Abstract

Defining the specific role of the factors that affect metaphor processing is a fundamental step for fully understanding figurative language comprehension, either in discourse and conversation or in reading poems and novels. This study extends the currently available materials on everyday metaphorical expressions by providing the first dataset of metaphors extracted from literary texts and scored for the major psycholinguistic variables, considering also the effect of context. A set of 115 Italian literary metaphors presented in isolation (Experiment 1) and a subset of 65 literary metaphors embedded in their original texts (Experiment 2) were rated on several dimensions (word and phrase frequency, readability, cloze probability, familiarity, concreteness, difficulty and meaningfulness).

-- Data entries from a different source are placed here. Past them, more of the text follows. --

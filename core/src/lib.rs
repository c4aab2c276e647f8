//! Pure, deterministic state engine for a single-player grid snake game.
//!
//! A host creates a [`GameState`] once per game, feeds input events through
//! [`GameState::change_direction`] and calls [`GameState::step`] once per tick.
//! Rendering, key handling and tick cadence stay on the host side.

pub mod config;
pub mod games;
pub mod logger;

pub use games::SessionRng;
pub use games::snake::{
    DeathReason, Direction, GameConfig, GameState, Point, WallCollisionMode,
};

Overall, literary metaphors scored around medium-low values on all dimensions in both experiments. Collected data were subjected to correlation analysis, which showed the presence of a strong cluster of variables—mainly familiarity, difficulty, and meaningfulness—when literary metaphor were presented in isolation. A weaker cluster was observed when literary metaphors were presented in the original contexts, with familiarity no longer correlating with meaningfulness. Context manipulation influenced familiarity, concreteness and difficulty ratings, which were lower in context than out of context, while meaningfulness increased. Throughout the different dimensions, the literary context seems to promote a global interpretative activity that enhances the open-endedness of the metaphor as a semantic structure constantly open to all possible interpretations intended by the author and driven by the text. This dataset will be useful for the design of future experimental studies both on literary metaphor and on the role of context in figurative meaning, combining ecological validity and aesthetic aspects of language.

Highlights

  • We produce approximately one novel metaphor every 25 words, based on an estimation on TV programs [1]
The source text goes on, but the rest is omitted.